Connecting Sigma to Redshift, Teachable’s cloud data warehouse, and assigning permissions to teams was finished within the first two days.
Almost immediately, teams across the organization were able to build their own dashboards and directly ask questions of their data using Sigma’s spreadsheet-like UI.
One interesting use case comes from the product team. Now armed with Sigma, product managers have begun prepping dashboards before product releases so that when new updates are rolled out, the team can immediately see how these features are performing.
“We have a new product called Coaching where people can sell blocks of their in-person time through the platform. The PM for that release posted a PDF of a dashboard she had setup and scheduled with Sigma. Everybody was excited that something like that could be posted automatically. It gave everyone a lot of immediate insight into how the product was doing that otherwise would not have been seen,” reveals Jaffe.
Another team now benefiting from Sigma is the fraud team. The risk of bad actors trying to exploit the platform is an ever present risk.
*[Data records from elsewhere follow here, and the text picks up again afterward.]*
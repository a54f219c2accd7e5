use crate::event::builder;
use crate::event::format::FormatError;
use crate::spec::AttributeError;
use crate::types::TypeError;
use snafu::Snafu;

/// Errors surfaced by the Message Abstraction / Write orchestrator.
///
/// Grounded on the sentinel errors the Go binding package exports
/// (`binding.ErrNotStructured`, `binding.ErrNotBinary`) plus the plain
/// `error` returns from `Message.ReadBinary`/`ReadStructured`/`Finish` and
/// `BinaryWriter.SetAttribute`/`SetExtension` seen throughout
/// `original_source/pkg/binding/event_message.go` and
/// `original_source/pkg/binding/transformer/*.go`.
#[derive(Debug, Snafu)]
pub enum Error {
    /// Returned by `read_binary` when the message holds structured-mode
    /// data it cannot decompose into attributes/payload.
    #[snafu(display("message is not representable in binary mode"))]
    NotBinary,

    /// Returned by `read_structured` when the message holds binary-mode
    /// data it cannot re-encode as one structured payload without first
    /// materializing an [`crate::event::Event`].
    #[snafu(display("message is not representable in structured mode"))]
    NotStructured,

    #[snafu(display("invalid argument: {message}"))]
    InvalidArgument { message: String },

    /// No writer selection satisfies a forced encoding preference (spec.md
    /// section 4.4 step 4's "fail with `TransformationNotSupported`").
    #[snafu(display("no writer path satisfies the requested encoding: {reason}"))]
    TransformationNotSupported { reason: String },

    #[snafu(display("operation cancelled"))]
    Cancelled,

    #[snafu(display("attribute error: {source}"))]
    #[snafu(context(false))]
    Attribute { source: AttributeError },

    #[snafu(display("type error: {source}"))]
    #[snafu(context(false))]
    Type { source: TypeError },

    #[snafu(display("format error: {source}"))]
    #[snafu(context(false))]
    Format { source: FormatError },

    #[snafu(display("event builder error: {source}"))]
    #[snafu(context(false))]
    EventBuilder { source: builder::Error },

    #[snafu(display("{message}"))]
    Other { message: String },
}

pub type Result<T> = std::result::Result<T, Error>;

impl Error {
    pub fn other(message: impl Into<String>) -> Self {
        Error::Other {
            message: message.into(),
        }
    }

    pub fn invalid_argument(message: impl Into<String>) -> Self {
        Error::InvalidArgument {
            message: message.into(),
        }
    }
}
To counter this, Teachable’s fraud team pulls lists of schools to investigate every day. But with the explosion of new online courses, it’s been a struggle for the fraud team to keep up with demand. Sigma has enabled the team to quickly adapt to the new volume of accounts, act on hunches quickly, and limit the amount of risk for the company.
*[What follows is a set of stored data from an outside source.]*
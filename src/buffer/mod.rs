//! Buffering: capture a [`Message`] into a reusable, repeatedly-readable
//! form, and support multi-consumer acknowledgement over it.
//!
//! Grounded on spec.md section 4.6 (no equivalent Go source file ships in
//! this retrieval pack's `original_source/pkg/binding`; the shape follows
//! the same `Message`/`StructuredWriter`/`BinaryWriter` contracts the rest
//! of this module already implements).

use crate::event::format::Format;
use crate::message::{BinaryWriter, Encoding, Error, Message, Result, StructuredWriter, WriteOptions};
use crate::spec::Attribute;
use crate::transform::TransformerFactories;
use crate::types::Value;
use delegate_attr::delegate;
use std::collections::HashMap;
use std::sync::atomic::{AtomicBool, AtomicUsize, Ordering};
use std::sync::{Arc, Mutex};

/// What [`BufferedMessage`] captured: exactly one of a structured payload
/// or a decomposed binary attribute/extension/data set.
#[derive(Debug, Clone)]
pub enum BufferedPayload {
    Structured { media_type: String, bytes: Vec<u8> },
    Binary {
        attributes: Vec<(Attribute, Value)>,
        extensions: HashMap<String, Value>,
        data: Option<Vec<u8>>,
    },
}

#[derive(Default)]
struct Shared {
    attributes: Vec<(Attribute, Value)>,
    extensions: HashMap<String, Value>,
    data: Option<Vec<u8>>,
    structured: Option<(String, Vec<u8>)>,
}

struct BinarySide(Arc<Mutex<Shared>>);

impl BinaryWriter for BinarySide {
    fn start(&mut self) -> Result<()> {
        Ok(())
    }

    fn set_attribute(&mut self, attribute: Attribute, value: Value) -> Result<()> {
        self.0.lock().unwrap().attributes.push((attribute, value));
        Ok(())
    }

    fn set_extension(&mut self, name: &str, value: Value) -> Result<()> {
        self.0
            .lock()
            .unwrap()
            .extensions
            .insert(name.to_owned(), value);
        Ok(())
    }

    fn set_data(&mut self, data: Vec<u8>) -> Result<()> {
        self.0.lock().unwrap().data = Some(data);
        Ok(())
    }

    fn end(&mut self) -> Result<()> {
        Ok(())
    }
}

struct StructuredSide(Arc<Mutex<Shared>>);

impl StructuredWriter for StructuredSide {
    fn set_structured_event(&mut self, format: &dyn Format, bytes: Vec<u8>) -> Result<()> {
        self.0.lock().unwrap().structured = Some((format.media_type().to_owned(), bytes));
        Ok(())
    }
}

/// A message captured once and safe to read from repeatedly — including
/// from multiple threads at once, provided each reader drives a distinct
/// writer (spec.md section 4.6's concurrency guarantee).
pub struct BufferedMessage {
    payload: BufferedPayload,
    source: Box<dyn Message>,
    finished: AtomicBool,
}

/// Drives `message` through [`write`] with a sink that captures whichever
/// encoding gets chosen, without finishing `message` yet — finishing is
/// deferred to [`BufferedMessage::finish`], matching spec.md section
/// 4.6's "invokes the original message's Finish(nil) exactly once" (once
/// the *buffer* is finished, not at capture time).
pub fn buffer_message(
    message: Box<dyn Message>,
    factories: &TransformerFactories,
) -> Result<BufferedMessage> {
    let shared = Arc::new(Mutex::new(Shared::default()));
    let structured_writer: Box<dyn StructuredWriter> = Box::new(StructuredSide(shared.clone()));
    let binary_writer: Box<dyn BinaryWriter> = Box::new(BinarySide(shared.clone()));

    crate::message::drive(
        message.as_ref(),
        structured_writer,
        binary_writer,
        factories,
        &WriteOptions::default(),
    )?;

    let captured = Arc::try_unwrap(shared)
        .map_err(|_| Error::other("buffer capture writer outlived drive()"))?
        .into_inner()
        .map_err(|_| Error::other("buffer capture lock was poisoned"))?;

    let payload = match captured.structured {
        Some((media_type, bytes)) => BufferedPayload::Structured { media_type, bytes },
        None => BufferedPayload::Binary {
            attributes: captured.attributes,
            extensions: captured.extensions,
            data: captured.data,
        },
    };

    Ok(BufferedMessage {
        payload,
        source: message,
        finished: AtomicBool::new(false),
    })
}

impl BufferedMessage {
    pub fn payload(&self) -> &BufferedPayload {
        &self.payload
    }
}

impl Message for BufferedMessage {
    fn read_encoding(&self) -> Encoding {
        match &self.payload {
            BufferedPayload::Structured { .. } => Encoding::Structured,
            BufferedPayload::Binary { .. } => Encoding::Binary,
        }
    }

    fn read_structured(&self, writer: &mut dyn StructuredWriter) -> Result<()> {
        match &self.payload {
            BufferedPayload::Structured { media_type, bytes } => {
                let format = crate::event::format::lookup(media_type).ok_or(Error::NotStructured)?;
                writer.set_structured_event(format, bytes.clone())
            }
            BufferedPayload::Binary { .. } => Err(Error::NotStructured),
        }
    }

    fn read_binary(&self, writer: &mut dyn BinaryWriter) -> Result<()> {
        match &self.payload {
            BufferedPayload::Binary {
                attributes,
                extensions,
                data,
            } => {
                writer.start()?;
                for (attribute, value) in attributes {
                    writer.set_attribute(*attribute, value.clone())?;
                }
                for (name, value) in extensions {
                    writer.set_extension(name, value.clone())?;
                }
                if let Some(data) = data {
                    writer.set_data(data.clone())?;
                }
                writer.end()
            }
            BufferedPayload::Structured { .. } => Err(Error::NotBinary),
        }
    }

    /// Idempotent: only the first call forwards to the captured source's
    /// own `finish`, and always with `None` — the buffer, not whatever
    /// error a particular reader hit, owns that decision.
    fn finish(&self, _err: Option<&Error>) -> Result<()> {
        if self.finished.swap(true, Ordering::SeqCst) {
            return Ok(());
        }
        self.source.finish(None)
    }
}

/// Wraps a [`BufferedMessage`] so `finish` is a no-op for the first `n-1`
/// calls and forwards to the inner buffer's `finish` on the `n`-th.
/// Thread-safe: the countdown is a single atomic decrement.
pub struct WithAcksBeforeFinish {
    inner: BufferedMessage,
    remaining: AtomicUsize,
}

pub fn with_acks_before_finish(inner: BufferedMessage, acks: usize) -> Result<WithAcksBeforeFinish> {
    if acks < 1 {
        return Err(Error::invalid_argument("ack count must be at least 1"));
    }
    Ok(WithAcksBeforeFinish {
        inner,
        remaining: AtomicUsize::new(acks),
    })
}

#[delegate(self.inner)]
impl Message for WithAcksBeforeFinish {
    fn read_encoding(&self) -> Encoding;
    fn read_structured(&self, writer: &mut dyn StructuredWriter) -> Result<()>;
    fn read_binary(&self, writer: &mut dyn BinaryWriter) -> Result<()>;

    fn finish(&self, err: Option<&Error>) -> Result<()> {
        let remaining_before = self.remaining.fetch_sub(1, Ordering::SeqCst);
        if remaining_before == 1 {
            self.inner.finish(err)
        } else {
            Ok(())
        }
    }
}

#[cfg(test)]
mod tests {
    use super::*;
    use crate::event::Event;
    use crate::spec::SpecVersion;

    struct CountingEvent {
        event: Event,
        finishes: Arc<AtomicUsize>,
    }

    impl Message for CountingEvent {
        fn read_encoding(&self) -> Encoding {
            self.event.read_encoding()
        }
        fn read_structured(&self, writer: &mut dyn StructuredWriter) -> Result<()> {
            self.event.read_structured(writer)
        }
        fn read_binary(&self, writer: &mut dyn BinaryWriter) -> Result<()> {
            self.event.read_binary(writer)
        }
        fn finish(&self, err: Option<&Error>) -> Result<()> {
            self.finishes.fetch_add(1, Ordering::SeqCst);
            self.event.finish(err)
        }
    }

    fn sample_message() -> (Box<dyn Message>, Arc<AtomicUsize>) {
        let mut event = Event::new(SpecVersion::V10);
        event.set_type("com.example.test");
        event.set_data(None, serde_json::json!({"a": 1}));
        let finishes = Arc::new(AtomicUsize::new(0));
        (
            Box::new(CountingEvent {
                event,
                finishes: finishes.clone(),
            }),
            finishes,
        )
    }

    struct RecordingBinaryWriter {
        attributes: Vec<(Attribute, Value)>,
        data: Option<Vec<u8>>,
    }

    impl BinaryWriter for RecordingBinaryWriter {
        fn start(&mut self) -> Result<()> {
            Ok(())
        }
        fn set_attribute(&mut self, attribute: Attribute, value: Value) -> Result<()> {
            self.attributes.push((attribute, value));
            Ok(())
        }
        fn set_extension(&mut self, _name: &str, _value: Value) -> Result<()> {
            Ok(())
        }
        fn set_data(&mut self, data: Vec<u8>) -> Result<()> {
            self.data = Some(data);
            Ok(())
        }
        fn end(&mut self) -> Result<()> {
            Ok(())
        }
    }

    #[test]
    fn buffer_captures_binary_and_replays_repeatedly() {
        let (message, _finishes) = sample_message();
        let buffered = buffer_message(message, &Vec::new()).unwrap();

        for _ in 0..3 {
            let mut writer = RecordingBinaryWriter {
                attributes: Vec::new(),
                data: None,
            };
            buffered.read_binary(&mut writer).unwrap();
            assert!(writer.data.is_some());
            assert!(!writer.attributes.is_empty());
        }
    }

    #[test]
    fn buffer_finish_is_forwarded_exactly_once() {
        let (message, finishes) = sample_message();
        let buffered = buffer_message(message, &Vec::new()).unwrap();

        buffered.finish(None).unwrap();
        buffered.finish(None).unwrap();
        buffered.finish(None).unwrap();

        assert_eq!(finishes.load(Ordering::SeqCst), 1);
    }

    #[test]
    fn with_acks_before_finish_requires_n_calls() {
        let (message, finishes) = sample_message();
        let buffered = buffer_message(message, &Vec::new()).unwrap();
        let acked = with_acks_before_finish(buffered, 3).unwrap();

        acked.finish(None).unwrap();
        acked.finish(None).unwrap();
        assert_eq!(finishes.load(Ordering::SeqCst), 0);
        acked.finish(None).unwrap();
        assert_eq!(finishes.load(Ordering::SeqCst), 1);
    }

    #[test]
    fn with_acks_before_finish_rejects_zero() {
        let (message, _finishes) = sample_message();
        let buffered = buffer_message(message, &Vec::new()).unwrap();
        let err = with_acks_before_finish(buffered, 0).unwrap_err();
        assert!(matches!(err, Error::InvalidArgument { .. }));
    }
}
“Before they had Looker and dashboards created for them from the data team, but they had no flexibility. They now have a lot more flexibility to follow their own hunches.”
Head of Data at Teachable
“Before they had Looker and dashboards created for them from the data team, but they had no flexibility,” Jaffe explains. “They now have a lot more flexibility to follow their own hunches. We have been experiencing explosive growth and new schools have increased. The fraud team’s ability to tweak their own dashboards has been pretty important.”
Product Feedback Cycles Now Happen in Hours, Not Weeks, and 5X Increase In Analytics Adoption
The most obvious benefit to adoption of Sigma has been the reduction in ad-hoc requests, which has freed the data team up to do more impactful work and unlock greater value for the company. “We have reduced two full time employees doing virtually nothing but answering ad-hoc data requests to half of one full time employee’s time spent on ad-hoc requests,” claims Jaffe.
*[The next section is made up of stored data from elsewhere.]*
use super::{Attribute, EventContext, Kind, SpecVersion};

const KINDS: [Kind; 8] = [
    Kind::SpecVersion,
    Kind::Id,
    Kind::Source,
    Kind::Type,
    Kind::DataContentType,
    Kind::DataSchema,
    Kind::Subject,
    Kind::Time,
];

fn name_for(version: SpecVersion, kind: Kind) -> &'static str {
    match (version, kind) {
        (_, Kind::Id) => "id",
        (_, Kind::Source) => "source",
        (_, Kind::Type) => "type",
        (_, Kind::SpecVersion) => "specversion",
        (_, Kind::DataContentType) => "datacontenttype",
        (SpecVersion::V03, Kind::DataSchema) => "schemaurl",
        (SpecVersion::V10, Kind::DataSchema) => "dataschema",
        (_, Kind::Subject) => "subject",
        (_, Kind::Time) => "time",
    }
}

/// A handle onto one CloudEvents spec version's attribute table.
///
/// Cuts the Spec-Registry/Attribute back-reference cycle spec.md section 9
/// calls out: an [`Attribute`] holds only its owning [`SpecVersion`] tag,
/// never a [`Version`] value, so there is no cyclic ownership to build —
/// [`Version::new`] is a cheap, allocation-free lookup, not a singleton
/// that attributes must borrow from.
#[derive(Debug, Clone, Copy, PartialEq, Eq)]
pub struct Version {
    spec_version: SpecVersion,
}

impl Version {
    pub fn new(spec_version: SpecVersion) -> Self {
        Version { spec_version }
    }

    pub fn spec_version(&self) -> SpecVersion {
        self.spec_version
    }

    /// All attributes for this version, in the stable order
    /// [`crate::message`]'s binary replay uses: specversion first, then the
    /// remaining kinds in this declared order.
    pub fn attributes(&self) -> Vec<Attribute> {
        KINDS
            .iter()
            .map(|&kind| self.attribute_from_kind(kind))
            .collect()
    }

    pub fn attribute_from_kind(&self, kind: Kind) -> Attribute {
        Attribute {
            kind,
            version: self.spec_version,
            name: name_for(self.spec_version, kind),
        }
    }

    /// Looks up an attribute by its canonical or transport-prefixed name
    /// (case-insensitive), stripping the known `ce-`/`ce_` prefixes first.
    pub fn attribute(&self, name: &str) -> Option<Attribute> {
        let stripped = name
            .strip_prefix("ce-")
            .or_else(|| name.strip_prefix("ce_"))
            .unwrap_or(name);
        let lower = stripped.to_ascii_lowercase();
        if lower == "content-type" || lower == "content_type" {
            return Some(self.attribute_from_kind(Kind::DataContentType));
        }
        KINDS
            .iter()
            .map(|&kind| self.attribute_from_kind(kind))
            .find(|a| a.name().eq_ignore_ascii_case(&lower))
    }

    /// Re-tags `ctx` to this version, preserving cross-kind equivalences
    /// (`schemaurl` ↔ `dataschema`) and extensions verbatim.
    ///
    /// Because [`EventContext`] stores attributes by [`Kind`] rather than by
    /// per-version field name, every kind present in the source is already
    /// present in the target under its own name — conversion is simply
    /// re-tagging the version; the name remap (`schemaurl`/`dataschema`)
    /// falls out of [`Attribute::name`] at read/format time.
    pub fn convert(&self, mut ctx: EventContext) -> EventContext {
        ctx.version = self.spec_version;
        ctx
    }
}

#[cfg(test)]
mod tests {
    use super::*;

    #[test]
    fn v03_dataschema_attribute_is_named_schemaurl() {
        let v = Version::new(SpecVersion::V03);
        assert_eq!(v.attribute_from_kind(Kind::DataSchema).name(), "schemaurl");
        let v10 = Version::new(SpecVersion::V10);
        assert_eq!(v10.attribute_from_kind(Kind::DataSchema).name(), "dataschema");
    }

    #[test]
    fn attribute_lookup_is_case_insensitive_and_prefix_tolerant() {
        let v = Version::new(SpecVersion::V10);
        assert_eq!(v.attribute("ce-ID").unwrap().kind(), Kind::Id);
        assert_eq!(v.attribute("CE_id").unwrap().kind(), Kind::Id);
        assert_eq!(
            v.attribute("Content-Type").unwrap().kind(),
            Kind::DataContentType
        );
    }

    #[test]
    fn each_version_has_exactly_one_attribute_per_kind() {
        for version in SpecVersion::ALL {
            let v = Version::new(version);
            let attrs = v.attributes();
            assert_eq!(attrs.len(), KINDS.len());
            for kind in KINDS {
                assert_eq!(attrs.iter().filter(|a| a.kind() == kind).count(), 1);
            }
        }
    }
}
“I had a goal of reducing ad-hoc data requests by 70%, and we have easily passed that. Business users are able to make their own data pulls through Sigma, and the requests we do get are for much more complex data modeling and analysis. As a result, the role of data analysts at Teachable has been transformed from running rote SQL jobs to something much more thoughtful, and more valuable to the company.”
The role of data analysts at Teachable has been transformed from running rote SQL jobs to something much more thoughtful, and more valuable to the company.
Because teams across departments are able to quickly adopt Sigma into their workflow and build their own dashboards, data-driven decision making continues to grow across the company. Jaffe revealed that 5X as many people have created top 20 dashboards (by usage over the past 90 days) in Sigma since migrating from Looker.
By building custom tailored dashboards around a specific set of new features, the product team is now able to rapidly surface insights that shape product development and strategy. The new product feedback cycle has been reduced from 2-4 weeks to hours, as product managers are now able to design their own performance dashboards.
Reflecting on the impact Sigma has had on not just the data team, but the entire company, Jaffe said this: “End users tell me, unprompted, that they love Sigma. I have used a variety of BI platforms at a number of companies in the past, and I have never seen user adoption like this.”